//! Test that compilation is deterministic and that joins are always unioned.

use rand::rngs::StdRng;
use rand::{Rng, SeedableRng};

use crate::backend::render_select;
use crate::e2e_tests::helpers::{compile, reader};
use crate::search::{
    AuthorMatch, BookCondition, ConditionTree, DateOp, Entity, Equality, JoinSet, Numeric,
    StringOp,
};
use crate::types::{MediaProfile, MediaStatus, ReadListId, ReadStatus};

fn random_leaf(rng: &mut StdRng) -> BookCondition {
    let pick = |rng: &mut StdRng, values: &[&str]| {
        values[rng.random_range(0..values.len())].to_owned()
    };
    let equality = |rng: &mut StdRng, value| {
        if rng.random_bool(0.5) {
            Equality::Is(value)
        } else {
            Equality::IsNot(value)
        }
    };
    match rng.random_range(0..8) {
        0 => {
            let tag = pick(rng, &["fiction", "horror", "fantasy"]);
            BookCondition::Tag(equality(rng, tag))
        }
        1 => BookCondition::Title(StringOp::Contains(pick(rng, &["moon", "sea"]))),
        2 => {
            let statuses = [ReadStatus::Read, ReadStatus::Unread, ReadStatus::InProgress];
            let status = statuses[rng.random_range(0..statuses.len())];
            BookCondition::ReadStatus(Equality::Is(status))
        }
        3 => {
            let list = ReadListId::new(pick(rng, &["A", "B", "C"]));
            BookCondition::ReadListId(Equality::Is(list))
        }
        4 => BookCondition::MediaStatus(Equality::Is(MediaStatus::Ready)),
        5 => BookCondition::MediaProfile(Equality::IsNot(MediaProfile::Pdf)),
        6 => BookCondition::NumberSort(Numeric::GreaterThan(rng.random_range(0.0..10.0))),
        _ => {
            let name = pick(rng, &["le guin", "banks"]);
            BookCondition::Author(Equality::Is(AuthorMatch::name(name)))
        }
    }
}

fn random_tree(rng: &mut StdRng, depth: usize) -> BookCondition {
    if depth == 0 || rng.random_bool(0.3) {
        return random_leaf(rng);
    }
    let children = (0..rng.random_range(0..4))
        .map(|_| random_tree(rng, depth - 1))
        .collect();
    if rng.random_bool(0.5) {
        BookCondition::AllOf(children)
    } else {
        BookCondition::AnyOf(children)
    }
}

fn leaves(condition: &BookCondition) -> Vec<&BookCondition> {
    match condition.children() {
        Some(children) => children.iter().flat_map(leaves).collect(),
        None => vec![condition],
    }
}

/// The joins of a tree are exactly the union of the joins of its leaves,
/// whatever the combinators and however the predicate folds.
#[test]
fn test_joins_are_the_union_of_leaf_joins() {
    let mut rng = StdRng::seed_from_u64(0x5eed);
    let context = reader();
    for _ in 0..200 {
        let tree = random_tree(&mut rng, 4);
        let expected: JoinSet = leaves(&tree)
            .into_iter()
            .flat_map(|leaf| compile(&context, Some(leaf)).required_joins)
            .collect();
        assert_eq!(
            compile(&context, Some(&tree)).required_joins,
            expected,
            "{tree:?}"
        );
    }
}

#[test]
fn test_compilation_is_deterministic() {
    let mut rng = StdRng::seed_from_u64(42);
    let context = reader();
    for _ in 0..50 {
        let tree = random_tree(&mut rng, 3);
        let first = compile(&context, Some(&tree));
        let second = compile(&context, Some(&tree));
        assert_eq!(first, second);
        assert_eq!(
            render_select(Entity::Book, &first),
            render_select(Entity::Book, &second)
        );
    }
}

/// Every placeholder in a rendered statement has a bind value, in order.
#[test]
fn test_placeholders_match_params() {
    let mut rng = StdRng::seed_from_u64(7);
    let context = reader();
    for _ in 0..100 {
        let tree = random_tree(&mut rng, 3);
        let statement = render_select(Entity::Book, &compile(&context, Some(&tree)));
        let placeholders = statement.sql.matches('$').count();
        assert_eq!(placeholders, statement.params.len(), "{}", statement.sql);
        if placeholders > 0 {
            let last = format!("${placeholders}");
            assert!(statement.sql.contains(&last), "{}", statement.sql);
        }
    }
}

#[test]
fn test_date_windows_depend_only_on_the_clock() {
    let condition =
        BookCondition::ReleaseDate(DateOp::IsInTheLast(std::time::Duration::from_secs(3600)));
    assert_eq!(
        compile(&reader(), Some(&condition)),
        compile(&reader(), Some(&condition))
    );
}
==============================
Retype all of the material above. Do not alter a single word.

//! Test that compilation is deterministic and that joins are always unioned.

use rand::rngs::StdRng;
use rand::{Rng, SeedableRng};

use crate::backend::render_select;
use crate::e2e_tests::helpers::{compile, reader};
use crate::search::{
    AuthorMatch, BookCondition, ConditionTree, DateOp, Entity, Equality, JoinSet, Numeric,
    StringOp,
};
use crate::types::{MediaProfile, MediaStatus, ReadListId, ReadStatus};

fn random_leaf(rng: &mut StdRng) -> BookCondition {
    let pick = |rng: &mut StdRng, values: &[&str]| {
        values[rng.random_range(0..values.len())].to_owned()
    };
    let equality = |rng: &mut StdRng, value| {
        if rng.random_bool(0.5) {
            Equality::Is(value)
        } else {
            Equality::IsNot(value)
        }
    };
    match rng.random_range(0..8) {
        0 => {
            let tag = pick(rng, &["fiction", "horror", "fantasy"]);
            BookCondition::Tag(equality(rng, tag))
        }
        1 => BookCondition::Title(StringOp::Contains(pick(rng, &["moon", "sea"]))),
        2 => {
            let statuses = [ReadStatus::Read, ReadStatus::Unread, ReadStatus::InProgress];
            let status = statuses[rng.random_range(0..statuses.len())];
            BookCondition::ReadStatus(Equality::Is(status))
        }
        3 => {
            let list = ReadListId::new(pick(rng, &["A", "B", "C"]));
            BookCondition::ReadListId(Equality::Is(list))
        }
        4 => BookCondition::MediaStatus(Equality::Is(MediaStatus::Ready)),
        5 => BookCondition::MediaProfile(Equality::IsNot(MediaProfile::Pdf)),
        6 => BookCondition::NumberSort(Numeric::GreaterThan(rng.random_range(0.0..10.0))),
        _ => {
            let name = pick(rng, &["le guin", "banks"]);
            BookCondition::Author(Equality::Is(AuthorMatch::name(name)))
        }
    }
}

fn random_tree(rng: &mut StdRng, depth: usize) -> BookCondition {
    if depth == 0 || rng.random_bool(0.3) {
        return random_leaf(rng);
    }
    let children = (0..rng.random_range(0..4))
        .map(|_| random_tree(rng, depth - 1))
        .collect();
    if rng.random_bool(0.5) {
        BookCondition::AllOf(children)
    } else {
        BookCondition::AnyOf(children)
    }
}

fn leaves(condition: &BookCondition) -> Vec<&BookCondition> {
    match condition.children() {
        Some(children) => children.iter().flat_map(leaves).collect(),
        None => vec![condition],
    }
}

/// The joins of a tree are exactly the union of the joins of its leaves,
/// whatever the combinators and however the predicate folds.
#[test]
fn test_joins_are_the_union_of_leaf_joins() {
    let mut rng = StdRng::seed_from_u64(0x5eed);
    let context = reader();
    for _ in 0..200 {
        let tree = random_tree(&mut rng, 4);
        let expected: JoinSet = leaves(&tree)
            .into_iter()
            .flat_map(|leaf| compile(&context, Some(leaf)).required_joins)
            .collect();
        assert_eq!(
            compile(&context, Some(&tree)).required_joins,
            expected,
            "{tree:?}"
        );
    }
}

#[test]
fn test_compilation_is_deterministic() {
    let mut rng = StdRng::seed_from_u64(42);
    let context = reader();
    for _ in 0..50 {
        let tree = random_tree(&mut rng, 3);
        let first = compile(&context, Some(&tree));
        let second = compile(&context, Some(&tree));
        assert_eq!(first, second);
        assert_eq!(
            render_select(Entity::Book, &first),
            render_select(Entity::Book, &second)
        );
    }
}

/// Every placeholder in a rendered statement has a bind value, in order.
#[test]
fn test_placeholders_match_params() {
    let mut rng = StdRng::seed_from_u64(7);
    let context = reader();
    for _ in 0..100 {
        let tree = random_tree(&mut rng, 3);
        let statement = render_select(Entity::Book, &compile(&context, Some(&tree)));
        let placeholders = statement.sql.matches('$').count();
        assert_eq!(placeholders, statement.params.len(), "{}", statement.sql);
        if placeholders > 0 {
            let last = format!("${placeholders}");
            assert!(statement.sql.contains(&last), "{}", statement.sql);
        }
    }
}

#[test]
fn test_date_windows_depend_only_on_the_clock() {
    let condition =
        BookCondition::ReleaseDate(DateOp::IsInTheLast(std::time::Duration::from_secs(3600)));
    assert_eq!(
        compile(&reader(), Some(&condition)),
        compile(&reader(), Some(&condition))
    );
}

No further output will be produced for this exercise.